▶ DATA SHOWN
»»

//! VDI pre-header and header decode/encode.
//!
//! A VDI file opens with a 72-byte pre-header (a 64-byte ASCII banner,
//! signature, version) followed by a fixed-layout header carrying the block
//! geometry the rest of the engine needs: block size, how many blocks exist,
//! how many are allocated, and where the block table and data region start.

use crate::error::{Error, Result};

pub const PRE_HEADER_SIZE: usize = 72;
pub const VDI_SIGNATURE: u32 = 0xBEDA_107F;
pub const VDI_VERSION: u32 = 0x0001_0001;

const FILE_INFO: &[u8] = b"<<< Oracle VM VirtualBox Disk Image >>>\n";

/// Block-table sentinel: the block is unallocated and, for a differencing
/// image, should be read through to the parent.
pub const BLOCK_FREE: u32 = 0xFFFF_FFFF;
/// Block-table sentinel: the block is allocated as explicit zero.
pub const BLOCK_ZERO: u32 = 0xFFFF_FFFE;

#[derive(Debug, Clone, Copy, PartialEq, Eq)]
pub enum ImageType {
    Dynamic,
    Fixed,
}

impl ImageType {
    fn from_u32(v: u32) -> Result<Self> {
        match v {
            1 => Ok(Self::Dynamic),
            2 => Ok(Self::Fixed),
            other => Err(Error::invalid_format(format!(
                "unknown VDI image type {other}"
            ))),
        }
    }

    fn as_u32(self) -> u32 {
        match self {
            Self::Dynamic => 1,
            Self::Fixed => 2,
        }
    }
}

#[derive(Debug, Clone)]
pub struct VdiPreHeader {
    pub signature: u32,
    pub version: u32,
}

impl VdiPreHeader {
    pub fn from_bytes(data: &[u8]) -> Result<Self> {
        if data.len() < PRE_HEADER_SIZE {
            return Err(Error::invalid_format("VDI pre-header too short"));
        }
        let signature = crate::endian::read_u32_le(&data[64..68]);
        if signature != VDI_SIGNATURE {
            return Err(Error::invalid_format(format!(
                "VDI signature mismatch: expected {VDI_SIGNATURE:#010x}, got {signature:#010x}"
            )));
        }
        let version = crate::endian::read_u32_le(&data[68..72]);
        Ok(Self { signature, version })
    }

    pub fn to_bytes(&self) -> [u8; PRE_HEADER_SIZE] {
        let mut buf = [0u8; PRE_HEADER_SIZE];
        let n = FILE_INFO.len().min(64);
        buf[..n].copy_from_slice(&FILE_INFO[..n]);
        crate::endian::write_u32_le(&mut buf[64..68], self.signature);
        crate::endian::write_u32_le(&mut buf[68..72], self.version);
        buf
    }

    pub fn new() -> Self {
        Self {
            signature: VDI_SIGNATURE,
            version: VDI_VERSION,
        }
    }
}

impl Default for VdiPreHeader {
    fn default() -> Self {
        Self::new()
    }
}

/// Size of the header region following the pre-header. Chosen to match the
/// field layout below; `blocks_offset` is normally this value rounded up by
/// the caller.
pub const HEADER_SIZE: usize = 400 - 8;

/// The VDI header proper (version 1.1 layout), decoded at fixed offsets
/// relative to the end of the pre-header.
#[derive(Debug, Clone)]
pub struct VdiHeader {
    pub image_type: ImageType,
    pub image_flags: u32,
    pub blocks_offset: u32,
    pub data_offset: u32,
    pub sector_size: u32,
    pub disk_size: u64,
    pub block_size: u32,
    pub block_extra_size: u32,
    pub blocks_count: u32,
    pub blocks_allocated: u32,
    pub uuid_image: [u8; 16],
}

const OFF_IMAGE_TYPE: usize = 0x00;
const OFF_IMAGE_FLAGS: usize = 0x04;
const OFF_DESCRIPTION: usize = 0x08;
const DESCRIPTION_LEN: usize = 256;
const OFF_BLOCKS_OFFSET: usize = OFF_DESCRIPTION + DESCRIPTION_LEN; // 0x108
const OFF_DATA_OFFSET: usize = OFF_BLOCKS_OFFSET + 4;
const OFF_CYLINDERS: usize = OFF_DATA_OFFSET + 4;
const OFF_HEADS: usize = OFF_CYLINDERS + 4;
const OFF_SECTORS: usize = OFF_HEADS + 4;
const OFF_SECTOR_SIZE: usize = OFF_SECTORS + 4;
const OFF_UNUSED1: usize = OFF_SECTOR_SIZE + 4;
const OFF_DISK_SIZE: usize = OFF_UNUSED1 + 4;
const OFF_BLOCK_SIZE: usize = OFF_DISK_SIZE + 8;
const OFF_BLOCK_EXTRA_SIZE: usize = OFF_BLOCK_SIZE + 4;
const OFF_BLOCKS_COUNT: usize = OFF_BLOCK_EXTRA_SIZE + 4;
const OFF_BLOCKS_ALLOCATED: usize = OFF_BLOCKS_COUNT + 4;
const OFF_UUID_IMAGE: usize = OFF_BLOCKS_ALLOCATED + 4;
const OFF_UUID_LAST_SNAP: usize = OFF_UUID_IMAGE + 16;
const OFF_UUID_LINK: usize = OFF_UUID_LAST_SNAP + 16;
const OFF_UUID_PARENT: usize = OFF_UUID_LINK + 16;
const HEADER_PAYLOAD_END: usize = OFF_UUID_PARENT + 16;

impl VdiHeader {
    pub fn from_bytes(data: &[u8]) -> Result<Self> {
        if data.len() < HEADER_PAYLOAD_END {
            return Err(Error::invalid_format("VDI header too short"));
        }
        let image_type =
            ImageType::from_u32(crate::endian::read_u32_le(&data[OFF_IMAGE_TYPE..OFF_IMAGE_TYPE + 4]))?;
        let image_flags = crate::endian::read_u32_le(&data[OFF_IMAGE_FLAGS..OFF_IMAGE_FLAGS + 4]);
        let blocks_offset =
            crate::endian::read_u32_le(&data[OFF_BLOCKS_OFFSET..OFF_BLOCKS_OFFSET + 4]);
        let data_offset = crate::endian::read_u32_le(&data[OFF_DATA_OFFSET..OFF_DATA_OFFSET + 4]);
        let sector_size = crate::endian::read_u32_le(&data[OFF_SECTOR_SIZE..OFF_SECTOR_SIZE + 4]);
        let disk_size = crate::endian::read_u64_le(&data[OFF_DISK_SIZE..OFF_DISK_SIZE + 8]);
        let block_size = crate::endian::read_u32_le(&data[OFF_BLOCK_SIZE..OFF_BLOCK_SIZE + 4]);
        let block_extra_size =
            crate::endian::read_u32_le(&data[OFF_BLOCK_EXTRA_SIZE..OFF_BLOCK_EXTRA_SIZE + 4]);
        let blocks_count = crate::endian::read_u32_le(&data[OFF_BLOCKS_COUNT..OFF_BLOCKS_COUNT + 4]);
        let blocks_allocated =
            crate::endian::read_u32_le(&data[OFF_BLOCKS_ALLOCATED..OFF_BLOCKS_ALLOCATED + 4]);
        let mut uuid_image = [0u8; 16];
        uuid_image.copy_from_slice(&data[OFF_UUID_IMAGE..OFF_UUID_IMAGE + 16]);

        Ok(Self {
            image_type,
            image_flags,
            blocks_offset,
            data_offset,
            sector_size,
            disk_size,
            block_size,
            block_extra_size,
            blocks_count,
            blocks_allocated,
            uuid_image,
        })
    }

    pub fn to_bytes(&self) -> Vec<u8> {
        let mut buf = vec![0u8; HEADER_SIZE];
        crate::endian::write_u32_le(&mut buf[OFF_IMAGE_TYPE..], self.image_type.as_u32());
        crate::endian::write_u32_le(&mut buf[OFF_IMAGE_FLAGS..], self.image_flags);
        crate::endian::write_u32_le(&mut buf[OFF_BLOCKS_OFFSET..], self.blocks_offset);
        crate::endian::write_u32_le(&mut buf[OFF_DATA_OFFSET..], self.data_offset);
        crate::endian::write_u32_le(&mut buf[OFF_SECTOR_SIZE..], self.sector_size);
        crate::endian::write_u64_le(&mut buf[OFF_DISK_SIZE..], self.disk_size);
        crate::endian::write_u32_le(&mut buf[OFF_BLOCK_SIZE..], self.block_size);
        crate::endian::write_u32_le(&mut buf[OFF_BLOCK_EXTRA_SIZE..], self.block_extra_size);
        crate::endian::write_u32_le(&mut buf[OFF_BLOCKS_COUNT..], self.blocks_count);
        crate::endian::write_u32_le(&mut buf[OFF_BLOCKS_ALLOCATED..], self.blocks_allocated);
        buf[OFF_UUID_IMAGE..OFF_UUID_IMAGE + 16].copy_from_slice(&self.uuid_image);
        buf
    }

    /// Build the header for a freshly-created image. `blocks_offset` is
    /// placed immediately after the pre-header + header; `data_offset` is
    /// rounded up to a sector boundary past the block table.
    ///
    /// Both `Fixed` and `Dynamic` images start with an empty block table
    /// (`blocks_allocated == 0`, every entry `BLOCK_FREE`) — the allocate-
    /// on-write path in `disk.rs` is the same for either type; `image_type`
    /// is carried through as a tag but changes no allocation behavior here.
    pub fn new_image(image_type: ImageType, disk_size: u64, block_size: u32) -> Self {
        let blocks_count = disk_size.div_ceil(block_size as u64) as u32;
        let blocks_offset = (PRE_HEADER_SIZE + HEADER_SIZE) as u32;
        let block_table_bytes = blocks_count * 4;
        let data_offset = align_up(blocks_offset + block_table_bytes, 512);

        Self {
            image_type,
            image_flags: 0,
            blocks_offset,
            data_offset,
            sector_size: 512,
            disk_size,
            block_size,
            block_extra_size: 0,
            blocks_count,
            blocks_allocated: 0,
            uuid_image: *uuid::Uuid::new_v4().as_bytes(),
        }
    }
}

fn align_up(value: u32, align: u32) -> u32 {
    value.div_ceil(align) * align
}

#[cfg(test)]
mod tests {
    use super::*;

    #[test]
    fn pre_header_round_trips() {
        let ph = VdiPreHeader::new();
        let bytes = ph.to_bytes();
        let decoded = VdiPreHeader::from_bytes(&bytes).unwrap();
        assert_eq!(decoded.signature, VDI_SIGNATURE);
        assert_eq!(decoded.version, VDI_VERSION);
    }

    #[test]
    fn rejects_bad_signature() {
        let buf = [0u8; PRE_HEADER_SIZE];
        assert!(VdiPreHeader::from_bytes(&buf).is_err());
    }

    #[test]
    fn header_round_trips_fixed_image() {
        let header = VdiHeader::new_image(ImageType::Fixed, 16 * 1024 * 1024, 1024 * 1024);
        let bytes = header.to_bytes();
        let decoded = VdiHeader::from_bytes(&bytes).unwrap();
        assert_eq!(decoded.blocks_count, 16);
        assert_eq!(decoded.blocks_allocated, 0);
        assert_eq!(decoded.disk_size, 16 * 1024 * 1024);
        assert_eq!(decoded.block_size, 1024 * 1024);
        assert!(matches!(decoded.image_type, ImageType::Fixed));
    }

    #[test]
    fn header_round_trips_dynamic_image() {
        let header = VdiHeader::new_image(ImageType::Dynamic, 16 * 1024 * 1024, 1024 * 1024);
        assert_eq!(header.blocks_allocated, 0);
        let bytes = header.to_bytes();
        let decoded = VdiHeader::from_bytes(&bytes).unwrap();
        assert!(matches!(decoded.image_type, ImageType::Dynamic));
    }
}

««

▶ PROBLEM TO SOLVE
Check every line of the data, and copy the ones that contain "struct".

▶ SOLUTION FOR THIS TASK
pub struct VdiPreHeader {
pub struct VdiHeader {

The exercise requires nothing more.